Retype every entry exactly, down to the last character.

----------------

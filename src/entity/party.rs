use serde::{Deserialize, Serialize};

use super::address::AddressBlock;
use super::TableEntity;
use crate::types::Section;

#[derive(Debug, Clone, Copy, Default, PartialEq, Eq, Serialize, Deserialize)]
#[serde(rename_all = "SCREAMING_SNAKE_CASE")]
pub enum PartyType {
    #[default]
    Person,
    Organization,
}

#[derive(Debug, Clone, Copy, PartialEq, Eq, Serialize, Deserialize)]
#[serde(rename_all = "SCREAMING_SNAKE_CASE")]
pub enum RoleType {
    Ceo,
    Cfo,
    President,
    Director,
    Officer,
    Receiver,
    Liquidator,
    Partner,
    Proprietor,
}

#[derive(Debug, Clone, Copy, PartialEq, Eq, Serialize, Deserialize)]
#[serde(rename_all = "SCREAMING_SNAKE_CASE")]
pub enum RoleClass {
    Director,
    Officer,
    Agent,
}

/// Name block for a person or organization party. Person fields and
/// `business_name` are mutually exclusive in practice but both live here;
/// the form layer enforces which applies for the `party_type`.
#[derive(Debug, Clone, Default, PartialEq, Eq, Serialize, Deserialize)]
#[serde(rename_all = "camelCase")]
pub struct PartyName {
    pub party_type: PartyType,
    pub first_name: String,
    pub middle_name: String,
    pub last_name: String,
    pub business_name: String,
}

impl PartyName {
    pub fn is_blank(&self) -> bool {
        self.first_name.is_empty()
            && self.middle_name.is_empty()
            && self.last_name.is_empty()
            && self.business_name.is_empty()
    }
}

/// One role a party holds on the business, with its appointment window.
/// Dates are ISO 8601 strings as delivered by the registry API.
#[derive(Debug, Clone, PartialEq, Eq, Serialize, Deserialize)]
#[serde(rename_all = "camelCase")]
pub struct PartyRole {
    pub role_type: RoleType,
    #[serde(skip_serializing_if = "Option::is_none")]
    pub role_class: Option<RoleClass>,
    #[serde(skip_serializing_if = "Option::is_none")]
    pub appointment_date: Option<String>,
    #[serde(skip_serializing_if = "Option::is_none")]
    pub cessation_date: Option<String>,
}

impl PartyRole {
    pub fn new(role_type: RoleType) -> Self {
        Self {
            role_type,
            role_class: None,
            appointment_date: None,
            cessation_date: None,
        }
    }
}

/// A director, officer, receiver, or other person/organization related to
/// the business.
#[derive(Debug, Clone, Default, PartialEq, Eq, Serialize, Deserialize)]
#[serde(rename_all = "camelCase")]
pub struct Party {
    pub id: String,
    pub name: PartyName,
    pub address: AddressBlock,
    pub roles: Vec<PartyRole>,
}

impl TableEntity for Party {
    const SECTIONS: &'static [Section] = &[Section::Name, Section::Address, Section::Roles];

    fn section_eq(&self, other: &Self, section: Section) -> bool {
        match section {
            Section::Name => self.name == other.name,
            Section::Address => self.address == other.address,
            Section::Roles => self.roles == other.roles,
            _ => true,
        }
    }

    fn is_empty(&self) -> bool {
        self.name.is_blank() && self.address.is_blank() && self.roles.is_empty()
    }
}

----------------

SOLUTION =
filename src/entity/party.rs
use serde::{Deserialize, Serialize};

use super::address::AddressBlock;
use super::TableEntity;
use crate::types::Section;

#[derive(Debug, Clone, Copy, Default, PartialEq, Eq, Serialize, Deserialize)]
#[serde(rename_all = "SCREAMING_SNAKE_CASE")]
pub enum PartyType {
    #[default]
    Person,
    Organization,
}

#[derive(Debug, Clone, Copy, PartialEq, Eq, Serialize, Deserialize)]
#[serde(rename_all = "SCREAMING_SNAKE_CASE")]
pub enum RoleType {
    Ceo,
    Cfo,
    President,
    Director,
    Officer,
    Receiver,
    Liquidator,
    Partner,
    Proprietor,
}

#[derive(Debug, Clone, Copy, PartialEq, Eq, Serialize, Deserialize)]
#[serde(rename_all = "SCREAMING_SNAKE_CASE")]
pub enum RoleClass {
    Director,
    Officer,
    Agent,
}

/// Name block for a person or organization party. Person fields and
/// `business_name` are mutually exclusive in practice but both live here;
/// the form layer enforces which applies for the `party_type`.
#[derive(Debug, Clone, Default, PartialEq, Eq, Serialize, Deserialize)]
#[serde(rename_all = "camelCase")]
pub struct PartyName {
    pub party_type: PartyType,
    pub first_name: String,
    pub middle_name: String,
    pub last_name: String,
    pub business_name: String,
}

impl PartyName {
    pub fn is_blank(&self) -> bool {
        self.first_name.is_empty()
            && self.middle_name.is_empty()
            && self.last_name.is_empty()
            && self.business_name.is_empty()
    }
}

/// One role a party holds on the business, with its appointment window.
/// Dates are ISO 8601 strings as delivered by the registry API.
#[derive(Debug, Clone, PartialEq, Eq, Serialize, Deserialize)]
#[serde(rename_all = "camelCase")]
pub struct PartyRole {
    pub role_type: RoleType,
    #[serde(skip_serializing_if = "Option::is_none")]
    pub role_class: Option<RoleClass>,
    #[serde(skip_serializing_if = "Option::is_none")]
    pub appointment_date: Option<String>,
    #[serde(skip_serializing_if = "Option::is_none")]
    pub cessation_date: Option<String>,
}

impl PartyRole {
    pub fn new(role_type: RoleType) -> Self {
        Self {
            role_type,
            role_class: None,
            appointment_date: None,
            cessation_date: None,
        }
    }
}

/// A director, officer, receiver, or other person/organization related to
/// the business.
#[derive(Debug, Clone, Default, PartialEq, Eq, Serialize, Deserialize)]
#[serde(rename_all = "camelCase")]
pub struct Party {
    pub id: String,
    pub name: PartyName,
    pub address: AddressBlock,
    pub roles: Vec<PartyRole>,
}

impl TableEntity for Party {
    const SECTIONS: &'static [Section] = &[Section::Name, Section::Address, Section::Roles];

    fn section_eq(&self, other: &Self, section: Section) -> bool {
        match section {
            Section::Name => self.name == other.name,
            Section::Address => self.address == other.address,
            Section::Roles => self.roles == other.roles,
            _ => true,
        }
    }

    fn is_empty(&self) -> bool {
        self.name.is_blank() && self.address.is_blank() && self.roles.is_empty()
    }
}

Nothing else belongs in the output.